Saturday 30 November 2019

How keeping coaching Journal/log/notebook aided me to compose 2 books?



According to psychologist Barbara Markway, ‘there’s simply no better way to learn about your thought processes than to write them down.’

One of my mentors once recommended a couple of years back to keep a journal for all the teams I am coaching as a coach.

That was a golden word for me for my growth personally and professionally, which I cherish till today! when I look back, I am thankful to her.

I have started maintaining a word document and journal to arrest my observation.

Now a days, I observe more minute details and share with the team members weekly, what is my observation, and what is my recommendation.

After several months of coaching , some time, those word documents mature into a 500-page document!!


After coaching discussion, it is legitimate that we won’t remember everything we see, hear, and think about our members’ growth, so record it down in a devoted place.

Journal writing is the blueprint to success in coaching; that is what I personally work out.

It is the responsibility of coaches to ensure that they follow a methodical and comprehensive approach of record keeping. We can not recall everything afterward and we engaged in numerous teams coaching at the same moment.

Consistent journaling stimulates improvement, progress, and development during a coaching process. This is for both the coach and coachee.

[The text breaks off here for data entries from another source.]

/*!
 * Heap Registry
 * Heap registration, growth and teardown
 */

use super::super::list::Position;
use super::super::state_heap::Heap;
use super::super::traits::{CompletionTracker, HeapGrant};
use super::super::types::{BlockState, HeapError, HeapId, HeapResult, UnregisterStatus};
use super::records::heap_slot;
use super::BlockManager;
use crate::core::types::{checked_align_ceil, Size};
use crate::monitoring::span_operation;
use tracing::{info, warn};

impl<T: CompletionTracker> BlockManager<T> {
    /// Request a heap of `size` bytes from the provider and register it
    ///
    /// The new heap becomes the active heap and holds a single free block
    /// spanning all of it.
    pub fn register_heap(&mut self, size: Size) -> HeapResult<HeapId> {
        if size < self.config.min_block_size {
            return Err(HeapError::InvalidParameter(format!(
                "heap size {size} is below the minimum block size {}",
                self.config.min_block_size
            )));
        }

        let (count, total) = self
            .heaps()
            .fold((0, 0), |(count, total), heap| (count + 1, total + heap.total_size()));
        if count >= self.config.heap_max_count {
            return Err(HeapError::AllocationFailure(format!(
                "heap count limit reached ({count} of {})",
                self.config.heap_max_count
            )));
        }
        if total.saturating_add(size) > self.config.heap_max_total {
            return Err(HeapError::AllocationFailure(format!(
                "heap size limit reached: {total} + {size} exceeds {}",
                self.config.heap_max_total
            )));
        }

        self.reserve_records(1)?;
        let grant = self.provider.allocate(size)?;
        match self.attach_heap(grant) {
            Ok(id) => Ok(id),
            Err(e) => {
                self.provider.release(grant);
                Err(e)
            }
        }
    }

    /// Add a heap large enough for a `min_size` request
    ///
    /// With no live heap the configured initial size is used, otherwise the
    /// configured increment; either is raised to fit the request.
    pub fn grow_heap(&mut self, min_size: Size) -> HeapResult<HeapId> {
        let base = if self.heap_head.is_none() {
            self.config.heap_initial_size
        } else {
            self.config.heap_increment
        };
        let fitted =
            checked_align_ceil(min_size, self.config.heap_granularity).unwrap_or(Size::MAX);
        let size = base.max(fitted);
        self.register_heap(size)
    }

    fn attach_heap(&mut self, grant: HeapGrant) -> HeapResult<HeapId> {
        let index = self.take_record()?;
        let id = HeapId(self.heaps.len() as u32);

        let mut heap = Heap::new(id, grant);
        heap.next = self.heap_head;
        {
            let block = self.pool.block_mut(index);
            block.offset = 0;
            block.size = grant.size;
            block.clear_data_view();
        }
        heap.adopt(&mut self.pool, index);
        self.lists[BlockState::Free.index()].attach(&mut self.pool, index, Position::Tail)?;

        if let Some(old) = self.heap_head {
            heap_slot(&mut self.heaps, old)?.prev = Some(id);
        }
        self.heaps.push(Some(heap));
        self.heap_head = Some(id);

        info!(
            heap = %id,
            size = grant.size,
            base = format_args!("0x{:x}", grant.base_address),
            "Registered state heap"
        );
        Ok(id)
    }

    /// Retire a heap
    ///
    /// Free and allocated blocks move to the deleted list at once. Submitted
    /// blocks still in flight are unpinned and flagged; the heap is released
    /// when the last of them retires.
    pub fn unregister_heap(&mut self, id: HeapId) -> HeapResult<UnregisterStatus> {
        let span = span_operation("unregister_heap");
        let chain = self.heap_ref(id)?.chain(&self.pool);

        let mut in_flight = 0;
        for index in chain {
            let (state, size, expired) = {
                let block = self.pool.block(index);
                let expired = block
                    .token
                    .as_ref()
                    .map_or(true, |token| self.tracker.is_expired(token));
                (block.state, block.size, expired)
            };

            match state {
                BlockState::Free => {
                    self.heap_mut(id)?.free -= size;
                    self.move_block(index, BlockState::Deleted, Position::Tail)?;
                }
                BlockState::Allocated => {
                    self.heap_mut(id)?.used -= size;
                    self.move_block(index, BlockState::Deleted, Position::Tail)?;
                }
                BlockState::Submitted if expired => {
                    self.heap_mut(id)?.used -= size;
                    self.move_block(index, BlockState::Deleted, Position::Tail)?;
                }
                BlockState::Submitted => {
                    let block = self.pool.block_mut(index);
                    block.is_static = false;
                    block.pending_delete = true;
                    in_flight += 1;
                }
                BlockState::Deleted | BlockState::Pool => {}
            }
        }

        let heap = self.heap_mut(id)?;
        heap.deletion_pending = true;
        heap.scratch = None;
        heap.scratch_size = 0;

        span.record_items_processed(in_flight);
        if in_flight == 0 {
            self.finalize_heap(id)?;
            span.record_result(true);
            Ok(UnregisterStatus::Released)
        } else {
            warn!(heap = %id, in_flight, "Heap release deferred until submitted blocks retire");
            span.record_result(true);
            Ok(UnregisterStatus::Pending)
        }
    }

    /// Return every record of a drained heap to the pool and release its storage
    pub(super) fn finalize_heap(&mut self, id: HeapId) -> HeapResult<()> {
        let chain = self.heap_ref(id)?.chain(&self.pool);
        for &index in &chain {
            if self.pool.block(index).state != BlockState::Deleted {
                return Err(HeapError::invalid_state(
                    "release heap",
                    self.pool.block(index).state,
                ));
            }
        }

        for index in chain {
            self.lists[BlockState::Deleted.index()].detach(&mut self.pool, index)?;
            self.recycle(index)?;
        }

        let heap = self.heaps[id.slot()].take().ok_or_else(|| super::records::unknown_heap(id))?;
        if let Some(prev) = heap.prev {
            heap_slot(&mut self.heaps, prev)?.next = heap.next;
        }
        if let Some(next) = heap.next {
            heap_slot(&mut self.heaps, next)?.prev = heap.prev;
        }
        if self.heap_head == Some(id) {
            self.heap_head = heap.next;
        }

        self.provider.release(heap.grant);
        info!(heap = %id, size = heap.total_size(), "Released state heap");
        Ok(())
    }
}
/*!
 * Split, Merge and Resize
 * Block surgery on a heap's adjacency chain
 */

use super::super::list::Position;
use super::super::traits::CompletionTracker;
use super::super::types::{BlockHandle, BlockState, HeapError, HeapResult};
use super::allocator::normalize_alignment;
use super::records::heap_slot;
use super::BlockManager;
use crate::core::types::{align_floor, checked_align_ceil, Offset, Size};
use tracing::{debug, trace};

impl<T: CompletionTracker> BlockManager<T> {
    /// Split a free or allocated block in two
    ///
    /// The handle keeps the `split_size` piece: the low end, or the high end
    /// when `from_end` is set. Returns the handle of the remainder, which
    /// stays in the same state.
    pub fn split_block(
        &mut self,
        handle: BlockHandle,
        split_size: Size,
        alignment: Size,
        from_end: bool,
    ) -> HeapResult<BlockHandle> {
        let index = self.resolve(handle)?;
        let alignment = normalize_alignment(alignment)?;
        match self.split_internal(index, split_size, alignment, from_end)? {
            Some(remainder) => Ok(self.pool.handle(remainder)),
            None => Err(HeapError::InvalidParameter(format!(
                "splitting {} bytes off a {} byte block leaves a fragment below {} bytes",
                split_size,
                self.pool.block(index).size,
                self.config.min_block_size
            ))),
        }
    }

    /// Split unless a fragment would fall below the minimum block size
    ///
    /// `Ok(None)` means the block was too small to split and is untouched.
    pub(super) fn split_internal(
        &mut self,
        index: usize,
        split_size: Size,
        alignment: Size,
        from_end: bool,
    ) -> HeapResult<Option<usize>> {
        let (state, offset, size, padding) = {
            let block = self.pool.block(index);
            (block.state, block.offset, block.size, block.padding)
        };
        if !matches!(state, BlockState::Free | BlockState::Allocated) {
            return Err(HeapError::invalid_state("split", state));
        }

        let min = self.config.min_block_size;
        let granularity = self.config.heap_granularity;
        let split_size = split_size.max(min);
        if size < split_size {
            return Ok(None);
        }

        let split_offset = if from_end {
            Some(align_floor(
                align_floor(offset + size - split_size, alignment),
                granularity,
            ))
        } else {
            // Data already in use stays inside the kept piece
            checked_align_ceil(offset, alignment)
                .map(|start| start.max(offset + padding))
                .and_then(|start| start.checked_add(split_size))
                .and_then(|end| checked_align_ceil(end, granularity))
        };
        let Some(split_offset) = split_offset else {
            return Ok(None);
        };
        if split_offset < offset + min || offset + size < split_offset + min {
            return Ok(None);
        }

        self.split_at(index, split_offset, alignment, from_end).map(Some)
    }

    /// Cut a block at `split_offset`; the existing record keeps the low part,
    /// or the high part when `keep_high` is set
    pub(super) fn split_at(
        &mut self,
        index: usize,
        split_offset: Offset,
        alignment: Size,
        keep_high: bool,
    ) -> HeapResult<usize> {
        let heap = self.heap_of(index)?;
        let record = self.take_record()?;
        let id = self.pool.block(record).id;
        let fragment = self.pool.block(index).fragment(id);
        *self.pool.block_mut(record) = fragment;

        let (low, high) = if keep_high {
            (record, index)
        } else {
            (index, record)
        };
        let end = self.pool.block(index).end();
        let start = self.pool.block(index).offset;
        {
            let block = self.pool.block_mut(low);
            block.offset = start;
            block.size = split_offset - start;
        }
        {
            let block = self.pool.block_mut(high);
            block.offset = split_offset;
            block.size = end - split_offset;
        }

        let state = self.pool.block(index).state;
        let moved = self.pool.block(record).size;
        let list = &mut self.lists[state.index()];
        list.shrink(moved);
        let position = if keep_high {
            Position::Before(index)
        } else {
            Position::After(index)
        };
        list.attach(&mut self.pool, record, position)?;

        let chain = heap_slot(&mut self.heaps, heap)?;
        if keep_high {
            chain.link_before(&mut self.pool, index, record);
        } else {
            chain.link_after(&mut self.pool, index, record);
        }

        if state == BlockState::Free {
            self.pool.block_mut(low).clear_data_view();
            self.pool.block_mut(high).clear_data_view();
        } else {
            let block = self.pool.block_mut(low);
            block.data_size = block.size.saturating_sub(block.padding);
            self.pool.block_mut(high).set_data_view(alignment);
        }

        trace!(
            block = self.pool.block(index).id,
            fragment = id,
            split_offset,
            "Split block"
        );
        Ok(record)
    }

    /// Merge two adjacent blocks where exactly one is free
    ///
    /// The free block is absorbed into the other: `low` into `high` when
    /// `high_into_low` is false, `high` into `low` otherwise. Returns the
    /// surviving handle.
    pub fn merge_blocks(
        &mut self,
        low: BlockHandle,
        high: BlockHandle,
        alignment: Size,
        high_into_low: bool,
    ) -> HeapResult<BlockHandle> {
        let low = self.resolve(low)?;
        let high = self.resolve(high)?;
        let alignment = normalize_alignment(alignment)?;

        if self.pool.block(low).adjacency.next != Some(high) {
            return Err(HeapError::InvalidParameter(format!(
                "block records {} and {} are not adjacent",
                self.pool.block(low).id,
                self.pool.block(high).id
            )));
        }

        let (survivor, absorbed) = if high_into_low {
            (low, high)
        } else {
            (high, low)
        };
        let absorbed_state = self.pool.block(absorbed).state;
        if absorbed_state != BlockState::Free {
            return Err(HeapError::invalid_state("merge", absorbed_state));
        }
        let survivor_state = self.pool.block(survivor).state;
        if !matches!(
            survivor_state,
            BlockState::Allocated | BlockState::Submitted
        ) {
            return Err(HeapError::invalid_state("merge", survivor_state));
        }

        self.absorb(survivor, absorbed, alignment)?;
        Ok(self.pool.handle(survivor))
    }

    /// Fold the free block `absorbed` into its neighbour `survivor`
    pub(super) fn absorb(
        &mut self,
        survivor: usize,
        absorbed: usize,
        alignment: Size,
    ) -> HeapResult<()> {
        let heap = self.heap_of(survivor)?;
        let (offset, size) = {
            let block = self.pool.block(absorbed);
            (block.offset, block.size)
        };
        let state = self.pool.block(survivor).state;

        self.lists[BlockState::Free.index()].detach(&mut self.pool, absorbed)?;
        let chain = heap_slot(&mut self.heaps, heap)?;
        chain.unlink(&mut self.pool, absorbed);
        if state != BlockState::Free {
            chain.used += size;
            chain.free -= size;
        }
        self.lists[state.index()].grow(size);

        let block = self.pool.block_mut(survivor);
        let absorbed_low = offset < block.offset;
        if absorbed_low {
            block.offset = offset;
        }
        block.size += size;
        if state == BlockState::Free {
            block.clear_data_view();
        } else if absorbed_low {
            block.set_data_view(alignment);
        } else {
            block.data_size = block.size.saturating_sub(block.padding);
        }

        self.recycle(absorbed)
    }

    /// Grow or shrink an allocated block in place
    ///
    /// Sizes count usable data bytes, after alignment padding. Shrinking
    /// splits the block and frees the excess. Growing absorbs
    /// free neighbours, forward first and then backward when
    /// `allow_backward` is set. A block that cannot reach `new_size` is left
    /// untouched and `NoSpace` is returned.
    pub fn resize_block(
        &mut self,
        handle: BlockHandle,
        new_size: Size,
        alignment: Size,
        allow_backward: bool,
    ) -> HeapResult<()> {
        let index = self.resolve(handle)?;
        let alignment = normalize_alignment(alignment)?;
        self.resize_internal(index, new_size, alignment, allow_backward)
    }

    pub(super) fn resize_internal(
        &mut self,
        index: usize,
        new_size: Size,
        alignment: Size,
        allow_backward: bool,
    ) -> HeapResult<()> {
        if new_size == 0 {
            return Err(HeapError::InvalidParameter("resize to zero bytes".into()));
        }
        let (state, data_size) = {
            let block = self.pool.block(index);
            (block.state, block.data_size)
        };
        if state != BlockState::Allocated {
            return Err(HeapError::invalid_state("resize", state));
        }

        if new_size <= data_size {
            // Blocks at the minimum size cannot shrink; that is not an error
            if new_size < data_size {
                let excess = self.split_internal(index, new_size, alignment, allow_backward)?;
                if let Some(excess) = excess {
                    self.release(excess)?;
                }
            }
            return Ok(());
        }

        let granularity = self.config.heap_granularity;
        let forward_room: Size = self
            .free_run(index, false)
            .iter()
            .map(|&i| self.pool.block(i).size)
            .sum();
        let forward_end = self.pool.block(index).end() + forward_room;
        let grow_forward = data_size + forward_room >= new_size;

        let backward_start = if grow_forward {
            None
        } else if allow_backward && forward_end >= new_size {
            let run = self.free_run(index, true);
            let reach = run
                .last()
                .map_or(self.pool.block(index).offset, |&i| self.pool.block(i).offset);
            let target = align_floor(align_floor(forward_end - new_size, alignment), granularity);
            (target >= reach).then_some(target)
        } else {
            None
        };

        if !grow_forward && backward_start.is_none() {
            debug!(
                block = self.pool.block(index).id,
                new_size,
                available = data_size + forward_room,
                "Block cannot grow in place"
            );
            return Err(HeapError::NoSpace {
                requested: new_size,
                largest_free: data_size + forward_room,
            });
        }

        // At most one split on each side
        self.reserve_records(2)?;

        while self.pool.block(index).data_size < new_size {
            let Some(next) = self.free_neighbour(index, false) else {
                break;
            };
            let need = new_size - self.pool.block(index).data_size;
            if self.pool.block(next).size > need {
                self.split_internal(next, need, 1, false)?;
            }
            self.absorb(index, next, alignment)?;
        }

        if let Some(target) = backward_start {
            while self.pool.block(index).offset > target {
                let Some(prev) = self.free_neighbour(index, true) else {
                    break;
                };
                let prev_end = self.pool.block(prev).end();
                if self.pool.block(prev).offset < target {
                    self.split_internal(prev, prev_end - target, 1, true)?;
                }
                self.absorb(index, prev, alignment)?;
            }
            // The target may fall inside the block's own padding
            self.pool.block_mut(index).set_data_view(alignment);
        }

        trace!(
            block = self.pool.block(index).id,
            size = self.pool.block(index).size,
            data_size = self.pool.block(index).data_size,
            "Resized block"
        );
        Ok(())
    }

    fn free_neighbour(&self, index: usize, backward: bool) -> Option<usize> {
        let links = self.pool.block(index).adjacency;
        let neighbour = if backward { links.prev } else { links.next }?;
        (self.pool.block(neighbour).state == BlockState::Free).then_some(neighbour)
    }

    /// Contiguous free blocks next to `index`, nearest first
    fn free_run(&self, index: usize, backward: bool) -> Vec<usize> {
        let mut run = Vec::new();
        let mut cursor = index;
        while let Some(neighbour) = self.free_neighbour(cursor, backward) {
            run.push(neighbour);
            cursor = neighbour;
        }
        run
    }
}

To facilitate assessment, planning, and evaluation of progress journal/log/notebook serves to precisely recall and reflect.

The purpose of journaling is not the result but the process.

Thoughts, conclusion, and key observations of the last coaching session should be part of the journal/log/notebook.

Compose about the situations you have experienced in the coaching context promptly after the session.

Document milestones and occasions of achievement are also a better subject to capture.

Observations, ideas, aha-moments, queries for myself, what not, everything should be part of the journal.

Journaling gives room for ideas and explanations. Most of the ideas appear to me when I studied back the noted journal for a team. I pick up better and further thoughts for the experiment when I talk against previous observation.

The journal could be generated during the session to capture key messages, words, language, and themes, empowering the coach to remind themselves and draw the notes back into the conversation.

Keeping a journal during the process of coaching allows coaches to chronicle the team member’s way of growth, development, and achievement.

Sometimes coaches will maintain a formal written contract, which will be utilized and confirmed by the learner and coach, both will retain a copy.

Journaling helps coach and coachee to analyze everyone’s thoughts and feelings. Both can maintain the journal, but as a coach for me, it is a must.

The coaching log has to be visible and present for you to literally use it.

“I can shake off everything as I write; my sorrows disappear, my courage is reborn.” Anne Frank

In some cases, I may aspire to record each coaching session in exceptional detail, and in some cases, I may choose to create only sketchy observations. 

Sometimes I also record specific observation experiments that add lessons learned captured. In some cases, the coach may provide the team members with a standardized training evaluation sheet to seize the improvement items for all.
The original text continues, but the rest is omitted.